◆ **Data to examine**:
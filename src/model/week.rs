use chrono::{Datelike, Duration, NaiveDate, NaiveDateTime};

use super::interval::midnight;

pub const DAYS_IN_WEEK: usize = 7;

/// The visible window: seven consecutive days starting on a Monday.
#[derive(Debug, Clone, Copy, PartialEq, Eq, Hash)]
pub struct Week {
    start: NaiveDate,
}

impl Week {
    /// The week containing `date`.
    pub fn containing(date: NaiveDate) -> Self {
        let back = date.weekday().num_days_from_monday() as i64;
        Self {
            start: date - Duration::days(back),
        }
    }

    pub fn current() -> Self {
        Self::containing(chrono::Local::now().date_naive())
    }

    pub fn start(&self) -> NaiveDate {
        self.start
    }

    /// Last visible day (inclusive).
    pub fn last_day(&self) -> NaiveDate {
        self.start + Duration::days(DAYS_IN_WEEK as i64 - 1)
    }

    pub fn start_instant(&self) -> NaiveDateTime {
        midnight(self.start)
    }

    /// Midnight after the last visible day.
    pub fn end_exclusive(&self) -> NaiveDateTime {
        midnight(self.start + Duration::days(DAYS_IN_WEEK as i64))
    }

    pub fn days(&self) -> [NaiveDate; DAYS_IN_WEEK] {
        std::array::from_fn(|i| self.start + Duration::days(i as i64))
    }

    /// Day at a (possibly out of range) index.
    pub fn day(&self, idx: i64) -> NaiveDate {
        self.start + Duration::days(idx)
    }

    pub fn contains_day(&self, day: NaiveDate) -> bool {
        day >= self.start && day <= self.last_day()
    }

    pub fn next(&self) -> Self {
        Self {
            start: self.start + Duration::days(DAYS_IN_WEEK as i64),
        }
    }

    pub fn prev(&self) -> Self {
        Self {
            start: self.start - Duration::days(DAYS_IN_WEEK as i64),
        }
    }
}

◆ **Task to complete**: From the line containing "pub fn contains_day(&self, day: NaiveDate)" through the closing line of the material above, return every line exactly and omit all others.

◆ **Response for this exercise**:
    pub fn contains_day(&self, day: NaiveDate) -> bool {
        day >= self.start && day <= self.last_day()
    }

    pub fn next(&self) -> Self {
        Self {
            start: self.start + Duration::days(DAYS_IN_WEEK as i64),
        }
    }

    pub fn prev(&self) -> Self {
        Self {
            start: self.start - Duration::days(DAYS_IN_WEEK as i64),
        }
    }
}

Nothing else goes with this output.